Plaza de la Independencia |
A proximidade de Buenos
Aires, a orgulhosa metrópole portenha, chega a intimidar o visitante brasileiro
em sua primeira estada em Montevidéu. As promessas de raros prazeres e belezas
de lá do Plata acenam com insistência: dão-lhe forma e essência a volúpia do
tango, a boemia de La Boca, o epicurismo das suas cantinas, a ebriedade de seus
vinhos. Sem falar nos encantos sóbrios de La Recoleta que, com suas livrarias e
cafés, produz em torno do seu campo-santo um lugar acolhedor para quem busca um
pouco de refrigério após os excessos da carne ou da mesa, ou chega às suas
portas exaurido pela ferrugem dos dias.
Montevidéu pode ter
outras coisas que não essas que dão fama aos seus vizinhos do Plata; tem, aliás,
muito a ensinar sobre questões essenciais como cidadania, memória e
modernidade. No primeiro item, cidadania, ela aponta seus nacionais caminhando
tranquilos cidade afora, na certeza de que, em cada cruzamento de rua
encontrarão um sinal exclusivo para eles e um tráfego automotivo fluindo dentro
de padrões civilizados; suas praças, amplas e urbanizadas e dotadas de
equipamentos de lazer como fontes, chafarizes, cenas da mitologia grega, bancos
e picadas abertas entre tapetes naturais de grama, mostram que o ascetismo de
seu presidente, José Mujica, é mais do que uma estratégia de marketing, é uma
política de vida e bem-estar de amplo espectro.
Ramblas - Rio de la Plata |
A memória uruguaia está
bem representada pelo Mausoléu Artigas, na Plaza de la lndependencia, nas belas
praças Entrevero e Cagancha, e indistintamente na arquitetura sóbria de seus
velhos edifícios, onda a febre dos espigões não chegou. Um encanto à parte é o
velho bairro de Ciudad Vieja, com seu cais, seu mercado, seu urbanismo
eclético, seu incessante comércio de rua, polos de convivência e cordialidade
entre cafés, restaurantes, lojas e praças amplamente arborizadas. De acréscimo,
pode-se visitar ainda o Museu del Carnaval, onde se pode constatar a
popularidade do carnaval uruguaio (são quarenta dias de festa!), com suas
“murgas”, danças e ritmos tão distintos do carnaval brasileiro e, ao mesmo
tempo, com tantos traços afins. O apelo popular é, aliás, o mesmo; a mesma
variedade de máscaras, alegorias, personagens. Mas se se buscar outras
analogias, é inevitável reconhecer que almas distintas pulsam nos seus
distintos seres. Certamente algum antropólogo especializado nessa área
explique-o melhor, de igual modo como o fez o antropólogo uruguaio
contemporâneo Néstor Ganduglia com os mitos urbanos montevideanos, num belo
trabalho de antropologia social, em seu livro “Historias de Montevideo Magico”

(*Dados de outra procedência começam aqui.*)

//! In-process fakes for the program executor (testing only)
//!
//! `ScriptedExecutor` satisfies the `ProgramExecutor` contract without
//! spawning anything: per output prefix it writes a canned result document,
//! reports a chosen exit code, or fails the way a real invocation can.

use std::collections::HashMap;
use std::io;
use std::sync::Mutex;

use async_trait::async_trait;
use serde_json::Value;

use crate::error::InvocationFailure;
use crate::invocation::InvocationSpec;
use crate::runner::{ExecutionRecord, ProgramExecutor};

#[derive(Debug, Clone)]
enum Script {
    Document(String),
    SpawnFailure,
    Timeout,
}

/// Executor that writes canned documents keyed by output prefix.
#[derive(Debug, Default)]
pub struct ScriptedExecutor {
    scripts: HashMap<String, Script>,
    exit_codes: HashMap<String, i32>,
    calls: Mutex<Vec<Vec<String>>>,
}

impl ScriptedExecutor {
    pub fn new() -> Self {
        Self::default()
    }

    /// Write `document` as the result for `prefix`.
    pub fn with_document(self, prefix: &str, document: Value) -> Self {
        self.with_raw_document(prefix, &document.to_string())
    }

    /// Write `text` verbatim as the result for `prefix`.
    pub fn with_raw_document(mut self, prefix: &str, text: &str) -> Self {
        self.scripts
            .insert(prefix.to_string(), Script::Document(text.to_string()));
        self
    }

    pub fn with_exit_code(mut self, prefix: &str, exit_code: i32) -> Self {
        self.exit_codes.insert(prefix.to_string(), exit_code);
        self
    }

    pub fn with_spawn_failure(mut self, prefix: &str) -> Self {
        self.scripts.insert(prefix.to_string(), Script::SpawnFailure);
        self
    }

    pub fn with_timeout(mut self, prefix: &str) -> Self {
        self.scripts.insert(prefix.to_string(), Script::Timeout);
        self
    }

    /// Command lines seen so far, in call order.
    pub fn calls(&self) -> Vec<Vec<String>> {
        self.calls.lock().unwrap().clone()
    }
}

#[async_trait]
impl ProgramExecutor for ScriptedExecutor {
    async fn execute(&self, spec: &InvocationSpec) -> Result<ExecutionRecord, InvocationFailure> {
        self.calls.lock().unwrap().push(spec.command_line());
        let program = spec.program().display().to_string();

        match self.scripts.get(spec.output_prefix()) {
            Some(Script::SpawnFailure) => {
                return Err(InvocationFailure::Spawn {
                    program,
                    source: io::Error::new(io::ErrorKind::NotFound, "scripted spawn failure"),
                })
            }
            Some(Script::Timeout) => {
                return Err(InvocationFailure::TimedOut {
                    program,
                    timeout_secs: spec.timeout_secs(),
                })
            }
            Some(Script::Document(text)) => {
                std::fs::write(spec.output_path(), text).map_err(|source| {
                    InvocationFailure::Wait {
                        program: program.clone(),
                        source,
                    }
                })?;
            }
            None => {}
        }

        Ok(ExecutionRecord {
            exit_code: self
                .exit_codes
                .get(spec.output_prefix())
                .copied()
                .unwrap_or(0),
            stdout: format!("scripted run of {}\n", spec.output_prefix()),
            stderr: String::new(),
            duration_ms: 0,
        })
    }
}
/// Resolve `path` in `document`.
///
/// A top-level key equal to the whole path wins, so keys that themselves
/// contain dots stay reachable.
pub fn lookup_field<'a>(document: &'a Value, path: &str) -> Option<&'a Value> {
    if let Some(value) = document.get(path) {
        return Some(value);
    }
    path.split('.').try_fold(document, |node, segment| match node {
        Value::Object(map) => map.get(segment),
        Value::Array(items) => segment.parse::<usize>().ok().and_then(|i| items.get(i)),
        _ => None,
    })
}

/// Judge a single field.
pub fn evaluate_field(
    field: &ComparisonField,
    actual_doc: &Value,
    reference_doc: &Value,
    default_tolerance: Tolerance,
) -> Verdict {
    let actual = lookup_field(actual_doc, &field.name);
    let expected = lookup_field(reference_doc, &field.name);
    let mut verdict = Verdict::new(&field.name, actual, expected);

    let (actual, expected) = match (actual, expected) {
        (Some(a), Some(e)) => (a, e),
        (a, e) => {
            let side = match (a.is_none(), e.is_none()) {
                (true, true) => DocumentSide::Both,
                (true, false) => DocumentSide::Actual,
                _ => DocumentSide::Reference,
            };
            verdict.detail = format!("{}: missing from {} -> FAIL", field.name, side);
            verdict.failure = Some(VerdictFailure::MissingField { side });
            return verdict;
        }
    };

    match (actual.as_f64(), expected.as_f64()) {
        (Some(a), Some(e)) => {
            let tolerance = field.tolerance.unwrap_or(default_tolerance);
            // Integers beyond 2^53 collapse under f64, so compare them exactly.
            let (equal, difference) = match (as_integer(actual), as_integer(expected)) {
                (Some(ai), Some(ei)) => (ai == ei, (ai - ei).unsigned_abs() as f64),
                _ if a == e => (true, 0.0),
                _ => (false, (a - e).abs()),
            };
            verdict.difference = Some(difference);
            verdict.tolerance = Some(tolerance.value());
            verdict.within_tolerance = equal || tolerance.admits(difference);
            if !verdict.within_tolerance {
                verdict.failure = Some(VerdictFailure::ToleranceExceeded {
                    difference,
                    tolerance: tolerance.value(),
                });
            }
            verdict.detail = format!(
                "{}: actual {} expected {} |diff| {:e} tolerance {} -> {}",
                field.name,
                actual,
                expected,
                difference,
                tolerance,
                pass_label(verdict.within_tolerance)
            );
        }
        (None, None) => {
            verdict.within_tolerance = actual == expected;
            if !verdict.within_tolerance {
                verdict.failure = Some(VerdictFailure::ValueMismatch);
            }
            verdict.detail = format!(
                "{}: actual {} expected {} (exact) -> {}",
                field.name,
                actual,
                expected,
                pass_label(verdict.within_tolerance)
            );
        }
        _ => {
            verdict.failure = Some(VerdictFailure::TypeMismatch);
            verdict.detail = format!(
                "{}: actual {} expected {} (type mismatch) -> FAIL",
                field.name, actual, expected
            );
        }
    }

    verdict
}
use web_time::Instant;

use super::{resolve_side, ComputeEngine, EngineKind};
use crate::error::LiveMapError;
use crate::matrix::compute_contact_frequency_with_node_size;
use crate::options::{ContactOptions, Options};
use crate::trace::{estimate_distance_threshold, Trace};
use crate::transport::{ComputeRequest, ComputeResponse};

/// Counts segment contacts for a trace or an ensemble.
#[derive(Debug, Clone, PartialEq)]
pub struct ContactFrequencyEngine {
    node_size: u32,
    max_side: u32,
    contact: ContactOptions,
}

impl ContactFrequencyEngine {
    /// Engine configured from `options`.
    #[must_use]
    pub fn new(options: &Options) -> Self {
        Self {
            node_size: options.index.node_size,
            max_side: options.matrix.max_side,
            contact: options.contact.clone(),
        }
    }

    /// Threshold to use for `request`: the request's own value, otherwise
    /// an estimate from the first trace, otherwise the configured default.
    fn resolve_threshold(
        &self,
        request: &ComputeRequest,
        traces: &[Trace],
    ) -> Result<f64, LiveMapError> {
        if let Some(threshold) = request.distance_threshold {
            if !threshold.is_finite() {
                return Err(LiveMapError::Transport(format!(
                    "distance threshold {threshold} is not finite"
                )));
            }
            return Ok(threshold);
        }

        if !self.contact.estimate_threshold {
            return Ok(self.contact.default_distance_threshold);
        }

        match traces.first().and_then(estimate_distance_threshold) {
            Some(estimate) => {
                let threshold = self.contact.clamp_threshold(estimate);
                log::debug!("estimated contact threshold {threshold}");
                Ok(threshold)
            }
            None => {
                log::warn!(
                    "no present points to estimate a threshold from, using {}",
                    self.contact.default_distance_threshold
                );
                Ok(self.contact.default_distance_threshold)
            }
        }
    }
}

impl Default for ContactFrequencyEngine {
    fn default() -> Self {
        Self::new(&Options::default())
    }
}

impl ComputeEngine for ContactFrequencyEngine {
    fn kind(&self) -> EngineKind {
        EngineKind::ContactFrequency
    }

    fn execute(
        &self,
        request: &ComputeRequest,
    ) -> Result<ComputeResponse, LiveMapError> {
        let side = resolve_side(
            self.kind(),
            request.maximum_segment_id,
            request.trace_length,
            self.max_side,
        )?;
        let traces = request.traces()?;
        let threshold = self.resolve_threshold(request, traces)?;

        let start = Instant::now();
        let matrix = compute_contact_frequency_with_node_size(
            traces,
            side,
            threshold,
            self.node_size,
        )?;
        log::info!(
            "contact frequency: {} trace(s), side {side}, \
             threshold {threshold} in {:.1}ms",
            traces.len(),
            start.elapsed().as_secs_f64() * 1000.0
        );

        Ok(ComputeResponse {
            mode: request.mode,
            matrix_buffer: matrix.into_buffer(),
            max_distance: None,
        })
    }
}

#[cfg(test)]
mod tests {
    use super::*;
    use crate::matrix::ContactMatrix;
    use crate::trace::Point3D;

    fn line_trace() -> Trace {
        Trace::new(vec![
            Point3D::new(0.0, 0.0, 0.0),
            Point3D::new(1.0, 0.0, 0.0),
            Point3D::new(10.0, 0.0, 0.0),
        ])
    }

    #[test]
    fn explicit_threshold_is_used_verbatim() {
        let engine = ContactFrequencyEngine::default();
        let request = ComputeRequest::contact_trace(line_trace(), 3, Some(2.0));
        let response = engine.execute(&request).unwrap();
        let m = ContactMatrix::from_buffer(&response.matrix_buffer).unwrap();
        assert_eq!(m.cells(), &[1, 1, 0, 1, 1, 0, 0, 0, 1]);
        assert_eq!(response.max_distance, None);
    }

    #[test]
    fn missing_threshold_is_estimated_from_the_first_trace() {
        // radius 5 around x = 5 -> threshold floor(2 * 5 / 4) = 2
        let engine = ContactFrequencyEngine::default();
        let request = ComputeRequest::contact_trace(line_trace(), 3, None);
        assert_eq!(
            engine
                .resolve_threshold(&request, request.traces().unwrap())
                .unwrap(),
            2.0
        );
    }

    #[test]
    fn estimation_can_be_disabled() {
        let mut options = Options::default();
        options.contact.estimate_threshold = false;
        options.contact.default_distance_threshold = 0.5;
        let engine = ContactFrequencyEngine::new(&options);
        let request = ComputeRequest::contact_trace(line_trace(), 3, None);
        assert_eq!(
            engine
                .resolve_threshold(&request, request.traces().unwrap())
                .unwrap(),
            0.5
        );
    }

    #[test]
    fn all_missing_trace_falls_back_to_the_default() {
        let engine = ContactFrequencyEngine::default();
        let trace = Trace::new(vec![Point3D::missing(); 2]);
        let request = ComputeRequest::contact_trace(trace, 2, None);
        assert_eq!(
            engine
                .resolve_threshold(&request, request.traces().unwrap())
                .unwrap(),
            256.0
        );
    }

    #[test]
    fn non_finite_threshold_is_rejected() {
        let engine = ContactFrequencyEngine::default();
        let request =
            ComputeRequest::contact_trace(line_trace(), 3, Some(f64::INFINITY));
        assert!(matches!(
            engine.execute(&request),
            Err(LiveMapError::Transport(_))
        ));
    }

    #[test]
    fn side_falls_back_to_trace_length() {
        let engine = ContactFrequencyEngine::default();
        let mut request =
            ComputeRequest::contact_trace(line_trace(), 3, Some(2.0));
        request.maximum_segment_id = None;
        request.trace_length = Some(4);
        let response = engine.execute(&request).unwrap();
        assert_eq!(response.matrix_buffer.side(), Some(4));
    }

    #[test]
    fn side_above_the_configured_limit_is_refused() {
        let mut options = Options::default();
        options.matrix.max_side = 3;
        let engine = ContactFrequencyEngine::new(&options);
        let request =
            ComputeRequest::contact_trace(line_trace(), 4, Some(2.0));
        assert!(matches!(
            engine.execute(&request),
            Err(LiveMapError::Transport(_))
        ));
    }
}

(Planeta, 2006, 5ª ed.). Ou como faz Mario Benedetti, dessa vez sob viés
literário, em seus contos “Montevideanos” (Planeta, 3ª ed., 2012). A propósito
de fenômenos coletivos, mereceria cuidadoso estudo o número de pessoas,
sobretudo jovens do sexo feminino, fumando nas ruas de Montevidéu, embora não
se divisem outdoors ostentando anúncios de cigarros.
Teatro Solis |
Culturalmente,
Montevidéu é uma cidade que tem opiniões próprias. Livrarias como “Puro Verso”,
“Más Puro Verso”, “Bookshop”, “Purpúrea”, entre outras, mostram a pujança do
mundo dos livros. Autores paraguaios hoje clássicos como Mario Benedetti, Juan
Carlos Onetti, Eduardo Galeano e Horacio Quiroga convivem lado a lado com Mario
Delgado Aparaín, Heber Raviolo, Carmen Posadas e outros escritores
contemporâneos.
Ainda assim, é natural
que quem viaje a Montevidéu sinta veleidades de ir até Buenos Aires, na medida
em que passe a fazer comparações entre o que viu, ou lhe falaram sobre, o que
há por lá: seus grandes museus, a rede de suntuosas livrarias El Atheneo, seus
cafés da Florida, ou a excepcional qualidade de seus restaurantes. O tempo real
que se passe em Montevidéu, todavia, propicia suficientes atrativos que lhe
justifiquem uma visita. E até mesmo despertem projetos de retorno. De fato, a
capital uruguaia pode ser, sim, um destino, não uma mera passagem.